Hala recalls how her father would organize one-on-one games against her older male cousins when she was twelve years old and they were seventeen. He would coach her from the sidelines and record her playing to point out what could be done better and to motivate her to fix any mistakes to become a better player. Her father would also teach her the fundamentals of basketball. At school, Hala was known as the tall girl, the basketball player, and her friends would always come to all her games. Hala later joined the under-16, then the under-18 national youth team, and helped secure the African championship.
At only seventeen, Hala played at the Under-19 Women’s Basketball World Cup where she came out on top as the best blocker worldwide. This set her on a track to apply to universities in the United States of America (USA) and attempt to get an athletic scholarship for basketball, which had not been done before among her teammates. Her father gathered her highlights from the World Cup and sent out hundreds of applications to universities across the USA. They received seven replies. Hala was very interested in joining Saint Peters University due to its National Collegiate Athletic Association Division I status and location, and her decision was made upon learning that her coach’s husband was Egyptian.
She spent the following four years studying accounting and business law and playing basketball as a full-time student-athlete with a full scholarship. She believes this has opened the door to other women athletes in Egypt who are now applying to American institutions to pursue their love for the game. By the time she graduated from Saint Peters University, she had become the program’s all-time leader in career blocks. She then decided to go Pro and signed a contract with the Hoops Club in Lebanon for one season. She loved it there as she learned a lot from this experience and it also helped progress her basketball career.

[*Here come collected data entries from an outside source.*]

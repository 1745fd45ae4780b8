use thiserror::Error;

use crate::model::resource::ResourceKind;

/// Failure reported by an [`EntityStore`](crate::client::api::EntityStore) operation.
///
/// The client core never inspects the variant to decide what to do next; it only
/// forwards the failure together with [`StoreError::detail`].
#[derive(Error, Debug, Clone, PartialEq, Eq)]
pub enum StoreError {
    /// The referenced record does not exist.
    #[error("{kind} ID {id} not found")]
    NotFound { kind: &'static str, id: i32 },
    /// The store rejected the request's content.
    #[error("Validation failed: {0}")]
    Validation(String),
    /// Transport or storage failure.
    #[error("Operation failed: {0}")]
    Failed(String),
}

impl StoreError {
    pub fn product_not_found(id: i32) -> Self {
        Self::NotFound {
            kind: "product",
            id,
        }
    }

    pub fn resource_not_found(kind: ResourceKind, id: i32) -> Self {
        let kind = match kind {
            ResourceKind::Category => "category",
            ResourceKind::Unit => "unit",
            ResourceKind::Storage => "storage",
        };

        Self::NotFound { kind, id }
    }

    /// Human readable detail to show alongside the generic failure message.
    pub fn detail(&self) -> String {
        match self {
            Self::NotFound { kind, id } => format!("{} {} no longer exists", kind, id),
            Self::Validation(reason) => reason.clone(),
            Self::Failed(reason) => reason.clone(),
        }
    }
}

Hala’s journey as an Arab woman in basketball has not been an easy one. She has faced discrimination first for being an Arab and second for being a woman. Recruiters would often be surprised to see an Egyptian basketball player jokingly asking them if they “live in a desert with camels”. She also notes the extreme pay gap and difference in funding between men’s basketball and women’s basketball (as well as basketball compared to football), with people believing that women’s athletics are to be taken less seriously when the reality is that women can hold their own on the court. Since basketball training typically took place later in the day, Hala got a day job to fill out the gap in her schedule. However, due to her effort on the court, she can now focus on being a basketball player full-time. She does believe that is getting slightly better, with a little more funding and media coverage; however, she encourages the media and sponsors to be more supportive of women in sports.

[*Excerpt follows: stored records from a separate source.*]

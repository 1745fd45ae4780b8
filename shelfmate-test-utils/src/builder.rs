//! Declarative test builder for Phase 1 setup.
//!
//! This module provides the `TestBuilder` API for configuring test environments before execution.
//! The builder pattern allows chaining multiple configuration methods together, with all operations
//! queued and executed during the final `build()` call.

use sea_orm::{sea_query::TableCreateStatement, EntityTrait, Schema};

use crate::{context::TestContext, error::TestError};

/// Builder for declarative test initialization.
///
/// Provides an interface for setting up test environments with database tables and
/// resource fixtures. Methods can be chained together and finalized with `build()`.
pub struct TestBuilder {
    // Tables to create
    tables: Vec<TableCreateStatement>,
    include_inventory_tables: bool,

    // Database fixtures to insert
    categories: Vec<String>,
    units: Vec<String>,
    storages: Vec<String>,
}

impl TestBuilder {
    /// Create a new TestBuilder.
    ///
    /// Initializes an empty builder with no tables or fixtures configured.
    pub fn new() -> Self {
        Self {
            tables: Vec::new(),
            include_inventory_tables: false,
            categories: Vec::new(),
            units: Vec::new(),
            storages: Vec::new(),
        }
    }

    /// Add the inventory tables to the test database.
    ///
    /// Creates Category, Unit, Storage and Product, in that order so the product
    /// foreign keys resolve.
    ///
    /// # Returns
    /// - `Self` - The builder instance for method chaining
    pub fn with_inventory_tables(mut self) -> Self {
        self.include_inventory_tables = true;
        self
    }

    /// Add a custom entity table to the test database.
    ///
    /// Generates a CREATE TABLE statement for the entity, which will be executed during `build()`.
    /// Chain multiple calls to add multiple tables.
    ///
    /// # Example
    ///
    /// ```no_run
    /// use shelfmate_test_utils::TestBuilder;
    /// use entity::prelude::*;
    ///
    /// # async fn example() -> Result<(), shelfmate_test_utils::TestError> {
    /// let test = TestBuilder::new()
    ///     .with_table(Category)
    ///     .build()
    ///     .await?;
    /// # Ok(())
    /// # }
    /// ```
    pub fn with_table<E: EntityTrait>(mut self, entity: E) -> Self {
        let schema = Schema::new(sea_orm::DbBackend::Sqlite);
        self.tables.push(schema.create_table_from_entity(entity));
        self
    }

    /// Insert a category with the given name during `build()`.
    pub fn with_category(mut self, name: &str) -> Self {
        self.categories.push(name.to_string());
        self
    }

    /// Insert a unit with the given name during `build()`.
    pub fn with_unit(mut self, name: &str) -> Self {
        self.units.push(name.to_string());
        self
    }

    /// Insert a storage with the given name during `build()`.
    pub fn with_storage(mut self, name: &str) -> Self {
        self.storages.push(name.to_string());
        self
    }

    /// Build the test setup by creating all configured tables and fixtures.
    ///
    /// Executes all queued operations in the following order:
    /// 1. Creates database tables (inventory tables if specified, then custom tables)
    /// 2. Inserts resource fixtures (categories, units, storages)
    ///
    /// # Returns
    /// - `Ok(TestContext)` - Fully configured test environment ready for use
    /// - `Err(TestError::DbErr)` - Database table creation or fixture insertion failed
    pub async fn build(self) -> Result<TestContext, TestError> {
        let mut setup = TestContext::new().await?;

        // 1. Create tables
        let mut all_tables = Vec::new();

        if self.include_inventory_tables {
            let schema = Schema::new(sea_orm::DbBackend::Sqlite);
            all_tables.extend(vec![
                schema.create_table_from_entity(entity::prelude::Category),
                schema.create_table_from_entity(entity::prelude::Unit),
                schema.create_table_from_entity(entity::prelude::Storage),
                schema.create_table_from_entity(entity::prelude::Product),
            ]);
        }

        all_tables.extend(self.tables);
        setup.with_tables(all_tables).await?;

        // 2. Insert database fixtures
        for name in &self.categories {
            setup.inventory().insert_mock_category(name).await?;
        }

        for name in &self.units {
            setup.inventory().insert_mock_unit(name).await?;
        }

        for name in &self.storages {
            setup.inventory().insert_mock_storage(name).await?;
        }

        Ok(setup)
    }
}

impl Default for TestBuilder {
    fn default() -> Self {
        Self::new()
    }
}

#[cfg(test)]
mod tests {
    use super::*;

    #[tokio::test]
    async fn test_builder_creates_inventory_tables() {
        let result = TestBuilder::new().with_inventory_tables().build().await;
        assert!(result.is_ok());
    }

    #[tokio::test]
    async fn test_builder_chains_methods() {
        let result = TestBuilder::new()
            .with_inventory_tables()
            .with_category("Dairy")
            .with_unit("Litre")
            .with_storage("Fridge")
            .build()
            .await;
        assert!(result.is_ok());
    }

    #[tokio::test]
    async fn test_builder_fails_fixtures_without_tables() {
        let result = TestBuilder::new().with_category("Dairy").build().await;
        assert!(result.is_err());
    }
}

She has also faced negativity from fans of the sport. When Hala got an offer to play at the Alexandria Sporting Club instead of Al-Ahly Sporting Club, she decided to take it as she was seeking to further challenge herself and get out of her comfort zone. Given the animosity between the teams, the fans were not happy with this decision. She received a lot of backlash and negative comments on articles; they would even contact her family and ask them if she was only in it for the money. Hala pushed through; she deleted social media, summoned her inner strength, and strived to be the best on the court for the remaining duration of her time at Al-Ahly Club Sporting Club, successfully receiving the Player of the Match award at their final game upon winning the championship. She also believes that being a role model for young girls, especially young athletes, makes it all worth it at the end of the day.

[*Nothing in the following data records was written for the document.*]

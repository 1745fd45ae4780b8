pub mod expiration;
pub mod filter_sort;
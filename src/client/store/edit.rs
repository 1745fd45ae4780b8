//! Minimal-patch editing.
//!
//! An [`EditSession`] keeps the value the store last acknowledged apart from the value
//! currently shown in the form, so a save sends only the fields the user actually
//! changed and never overwrites store-held fields the client did not touch.

use chrono::NaiveDate;

use crate::{
    client::error::ClientError,
    model::{
        product::{ProductDto, ProductPatch},
        resource::{ResourceDto, ResourcePatch},
    },
};

/// Field-by-field comparison producing a partial update.
pub trait FieldDiff {
    type Patch;

    /// Patch holding the fields of `edited` whose values differ from `self`.
    fn diff(&self, edited: &Self) -> Self::Patch;

    /// Rejects values the store would refuse, before any request is sent.
    fn validate(&self) -> Result<(), ClientError>;
}

fn changed<T: PartialEq + Clone>(saved: &T, edited: &T) -> Option<T> {
    (saved != edited).then(|| edited.clone())
}

/// The user-editable fields of a product.
#[derive(Debug, Clone, PartialEq, Eq)]
pub struct ProductDraft {
    pub name: String,
    pub quantity: i32,
    pub expiration_date: NaiveDate,
    pub category_id: i32,
    pub unit_id: i32,
    pub storage_id: i32,
}

impl From<&ProductDto> for ProductDraft {
    fn from(product: &ProductDto) -> Self {
        Self {
            name: product.name.clone(),
            quantity: product.quantity,
            expiration_date: product.expiration_date,
            category_id: product.category_id,
            unit_id: product.unit_id,
            storage_id: product.storage_id,
        }
    }
}

impl FieldDiff for ProductDraft {
    type Patch = ProductPatch;

    fn diff(&self, edited: &Self) -> ProductPatch {
        ProductPatch {
            name: changed(&self.name, &edited.name),
            quantity: changed(&self.quantity, &edited.quantity),
            expiration_date: changed(&self.expiration_date, &edited.expiration_date),
            category_id: changed(&self.category_id, &edited.category_id),
            unit_id: changed(&self.unit_id, &edited.unit_id),
            storage_id: changed(&self.storage_id, &edited.storage_id),
        }
    }

    fn validate(&self) -> Result<(), ClientError> {
        if self.name.trim().is_empty() {
            return Err(ClientError::InvalidInput(
                "product name must not be empty".to_string(),
            ));
        }
        if self.quantity < 0 {
            return Err(ClientError::InvalidInput(format!(
                "quantity must not be negative, got {}",
                self.quantity
            )));
        }

        Ok(())
    }
}

/// The user-editable fields of a category, unit or storage.
#[derive(Debug, Clone, PartialEq, Eq)]
pub struct ResourceDraft {
    pub name: String,
}

impl From<&ResourceDto> for ResourceDraft {
    fn from(resource: &ResourceDto) -> Self {
        Self {
            name: resource.name.clone(),
        }
    }
}

impl FieldDiff for ResourceDraft {
    type Patch = ResourcePatch;

    fn diff(&self, edited: &Self) -> ResourcePatch {
        ResourcePatch {
            name: changed(&self.name, &edited.name),
        }
    }

    fn validate(&self) -> Result<(), ClientError> {
        if self.name.trim().is_empty() {
            return Err(ClientError::InvalidInput(
                "name must not be empty".to_string(),
            ));
        }

        Ok(())
    }
}

/// Edit state for a single record.
#[derive(Debug, Clone)]
pub struct EditSession<T> {
    /// Last value acknowledged by the store.
    baseline: T,
    /// Value currently being edited.
    current: T,
}

impl<T: FieldDiff + Clone + PartialEq> EditSession<T> {
    pub fn new(saved: T) -> Self {
        Self {
            current: saved.clone(),
            baseline: saved,
        }
    }

    pub fn baseline(&self) -> &T {
        &self.baseline
    }

    pub fn current(&self) -> &T {
        &self.current
    }

    pub fn current_mut(&mut self) -> &mut T {
        &mut self.current
    }

    pub fn is_dirty(&self) -> bool {
        self.baseline != self.current
    }

    pub fn patch(&self) -> T::Patch {
        self.baseline.diff(&self.current)
    }

    /// Records a successful save; later diffs are computed against `saved`.
    ///
    /// Must not be called after a failed save, or the unsaved changes would be lost
    /// from the next patch.
    pub fn acknowledge(&mut self, saved: T) {
        self.baseline = saved;
    }

    /// Drops unsaved edits.
    pub fn discard(&mut self) {
        self.current = self.baseline.clone();
    }
}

Moving to Alexandria Sporting Club also came at another cost: it was in Alexandria, two hours away from her home and loved ones in Cairo. This means that she spends her one day off going back and forth on the bus trying to fit in seeing her family, her friends, and her husband. It was also difficult to adjust to living alone in an unfamiliar place, but she received support from her new teammates and was able to build a community in Alexandria. She also uses her time alone at home to broaden her knowledge, enrolling in online nutrition and sports courses to enhance her playing.
Hala advises young women not to settle, “work hard every day and try to get better every day. Set goals for yourself, reach them, and set the next ones. Always ask ‘what’s next?” Do something that will make you get up in the morning and want to work hard.” She acknowledges that this is better said than done, and encourages young women and girls to have a solid support system that will not let them give up, be it family, friends, or the people they meet on the way.
Hala cites Coach Carter, Love and Basketball, and of course, Space Jam as early influences for her love of basketball, but emphasizes that she would not have done all of this without her father’s constant love, support, and encouragement. “He is my best friend, and he has not missed a single game I have played. If he cannot be there in person, then he is watching a live stream and cheering me on.” His unwavering support and belief in her capabilities pushed her to never doubt herself or give up, and to always strive to be the best at what she does because, to him, she is the best. Little by little, she is proving him right.